10.5 [ 1/2 ]
「それで桐原は、オレにバスケを続けてくれって…」
「はぁ〜都遥っちはほんと、お人好しッスね…」
「バカすぎてなんも言えねーわ」
薄暗いバスケ部の部室で男が四人、これといって弾まない会話をしている。
「考え直したんだ、誰か他の奴と比べて腐るより自分が出来ることを精一杯や」
「あーそういうのどうでもいいんスわ」
「え…」
「別にオレらあんたがどう思ってようがバスケしようがしまいが関係ねーから」
「じゃあどうして…」
外でポツポツと雨が降り始めた。どんどん分厚い雲が空を覆って更に部室が暗くなる。
その雲がゴロゴロと鳴き始めた。
「都遥が許したから終わりだなんて甘い事を考えているのなら、改めていただきます」
「単刀直入に言うとー。オレ達、キレてんスよ」
何かが爆発したかのような大きな音がして、窓の外がピカッと光った。
部室の一番奥のロッカーの前に立つ村田の目に、その光が、壁に腕を組んでもたれる赤司、その隣でしゃがむ黄瀬、ベンチに座る青峰のシルエットを写し出した。
そしてその一瞬で見えた表情に震え上がった。スッと立ち上がり近づいた黄瀬に思わず防御の形にとる。
「っ…!」
「大丈夫ッスよ、手は出さないんで。都遥っちに知られたら困るし、でも」
ニッコリ笑ったかと思えばスッと目を薄く開いて村田の胸ぐらを掴んで勢いよくロッカーに押し付けた。

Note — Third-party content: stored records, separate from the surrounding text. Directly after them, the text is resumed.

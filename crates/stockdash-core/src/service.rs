//! Request-level entry points
//!
//! [`StockInsights`] owns the collaborators and turns a symbol (or pair)
//! into a fetched series and an orchestrated result. Every call is
//! independent; nothing is cached between requests.

use crate::analysis::{
    ComparisonOrchestrator, ComparisonResult, ForecastOrchestrator, ForecastResult,
    TextGeneration, validate_pair,
};
use crate::api::MarketDataSource;
use crate::config::InsightConfig;
use crate::directory::CompanyDirectory;
use crate::engine::IndicatorOptions;
use crate::error::{DashError, Result};
use crate::models::{Company, TimeSeriesPoint, normalize_symbol};
use chrono::{Duration, Utc};
use std::sync::Arc;
use stockdash_llm::LLMProvider;
use tracing::{debug, instrument};

/// Stock dashboard service
pub struct StockInsights {
    config: InsightConfig,
    market: Arc<dyn MarketDataSource>,
    directory: Arc<dyn CompanyDirectory>,
    forecaster: Option<ForecastOrchestrator>,
    comparer: Option<ComparisonOrchestrator>,
}

impl StockInsights {
    /// Assemble the service from explicit collaborators
    ///
    /// Without a `generator`, forecasts and comparisons fail with
    /// [`DashError::Configuration`].
    pub fn new(
        config: InsightConfig,
        market: Arc<dyn MarketDataSource>,
        directory: Arc<dyn CompanyDirectory>,
        generator: Option<Arc<dyn LLMProvider>>,
    ) -> Self {
        let options = IndicatorOptions {
            window_policy: config.window_policy,
        };

        let (forecaster, comparer) = match generator {
            Some(provider) => {
                let generation = TextGeneration::new(provider, &config);
                (
                    Some(ForecastOrchestrator::new(generation.clone(), options)),
                    Some(ComparisonOrchestrator::new(
                        generation,
                        directory.clone(),
                        options,
                        config.tie_policy,
                    )),
                )
            }
            None => (None, None),
        };

        Self {
            config,
            market,
            directory,
            forecaster,
            comparer,
        }
    }

    /// Assemble the service, building the text generator from `config`
    pub fn from_config(
        config: InsightConfig,
        market: Arc<dyn MarketDataSource>,
        directory: Arc<dyn CompanyDirectory>,
    ) -> Result<Self> {
        config.validate()?;
        let generator = config.text_generator()?;
        Ok(Self::new(config, market, directory, generator))
    }

    pub fn config(&self) -> &InsightConfig {
        &self.config
    }

    /// Whether forecasts and comparisons can run
    pub fn has_generator(&self) -> bool {
        self.forecaster.is_some()
    }

    /// Every company in the directory
    pub async fn companies(&self) -> Result<Vec<Company>> {
        self.directory.list_companies().await
    }

    /// Daily history over the configured history window
    #[instrument(skip(self))]
    pub async fn history(&self, symbol: &str) -> Result<Vec<TimeSeriesPoint>> {
        let symbol = required_symbol(symbol)?;
        self.fetch(&symbol, self.config.history_lookback_days).await
    }

    /// Forecast horizon for an optional caller value
    pub fn resolve_period(&self, period: Option<u32>) -> Result<u32> {
        let period = period.unwrap_or(self.config.default_forecast_period);
        if period == 0 || period > self.config.max_forecast_period {
            return Err(DashError::InvalidInput(format!(
                "period must be between 1 and {} days",
                self.config.max_forecast_period
            )));
        }
        Ok(period)
    }

    /// Forecast `symbol` over `period` days (default from config)
    #[instrument(skip(self))]
    pub async fn forecast(&self, symbol: &str, period: Option<u32>) -> Result<ForecastResult> {
        let forecaster = self.forecaster.as_ref().ok_or_else(missing_generator)?;
        let symbol = required_symbol(symbol)?;
        let period = self.resolve_period(period)?;

        let series = self
            .fetch(&symbol, self.config.forecast_lookback_days)
            .await?;
        forecaster.build_forecast(&symbol, period, &series).await
    }

    /// Compare two symbols over the history window
    #[instrument(skip(self))]
    pub async fn compare(&self, symbol1: &str, symbol2: &str) -> Result<ComparisonResult> {
        let (first, second) = validate_pair(symbol1, symbol2)?;
        let comparer = self.comparer.as_ref().ok_or_else(missing_generator)?;

        let days = self.config.history_lookback_days;
        let (series1, series2) =
            tokio::try_join!(self.fetch(&first, days), self.fetch(&second, days))?;

        comparer
            .build_comparison(&first, &second, &series1, &series2)
            .await
    }

    async fn fetch(&self, symbol: &str, days: i64) -> Result<Vec<TimeSeriesPoint>> {
        let end = Utc::now();
        let start = end - Duration::days(days);
        let series = self.market.daily_history(symbol, start, end).await?;
        debug!(symbol, days, points = series.len(), "Fetched series");
        Ok(series)
    }
}

fn required_symbol(symbol: &str) -> Result<String> {
    let symbol = normalize_symbol(symbol);
    if symbol.is_empty() {
        return Err(DashError::InvalidInput("symbol is required".to_string()));
    }
    Ok(symbol)
}

fn missing_generator() -> DashError {
    DashError::Configuration("AI text generation is not configured".to_string())
}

「都遥っちを最悪な傷つけ方したクズがこれから胸張ってバスケすんのかと思うと腹たつんスわ」
「…ぁ…っ」
口元はゆるく笑っているのに目は全く笑っていない。
普段のヘラヘラしている黄瀬からは想像も出来ない悪意に満ちた表情だ。
「村田先輩。あなたに二つ、選択肢を与えます。自分から辞めるか、あなたがしたことをオレ達が学校に報告して辞めさせられるか」
「…そ、んな…!」
「もっとも、オレ達は後者をすぐにでも実行したいですが、都遥が望んでいませんし…賢いあなたならどちらを選択すべきか、理解できますよね」
「…………今日限りで…辞め、ます」
「明日までに監督に退部届けの提出をお願いします。ではオレはこれで…あ、あと言い忘れてました」
部室から出ようと扉を開けた赤司は、思い出したようにカバンを探ってコンパスと取り出した。
次の瞬間そのコンパスが赤司の手からダーツをするように放たれて、ガツン!と鈍い音をたて村田の顔をギリギリ避けてロッカーに突き刺さった。
「今後都遥に近付くことがあれば次はあなたに刺さることになりますので、そのつもりで」
何も読み取れない、無表情というのを絵に描いたような顔で赤司は静かにこの場を去った。
最早村田には正常なカンカクなど分からなくなって、ただガクガクと震えるしかなかった。
「オレ、バスケやってるやつに悪いやついねーとか思ってたけど撤回するわ」
だるそうにベンチから立ち上がった青峰は赤司を追うように扉に手をかけた。
「才能なくても、一軍にあがれなくても必死にやってる奴もいんだ。一瞬でもウチでレギュラーだった奴がこんなことするとか、そらやってらんねーよな。お前にバスケする資格なんてねーよ」
青峰は軽蔑を含んだ目でそう告げると出て行く。
黄瀬は村田を掴んでいた手を離し、代わりに自分のカバンを掴んだ。
「あっ、待ってくださいよ青峰っち!」
バタン、と閉められた扉を見つめ未だロッカーに張り付いたまま村田は動けなかった。
雨と雷の音が耳を支配する。
“あいつらは…なんなんだ”
上手く回らない頭で必死に考えてたどり着いた答えだった。
ワカラナイ。
桐原のためにここまで出来てしまうあいつらが。そして、そこまで愛されている桐原という女が。
ロッカーに垂直に突き刺さったコンパスがゆっくりと傾いて、程なくしてカシャンと床に落ちた。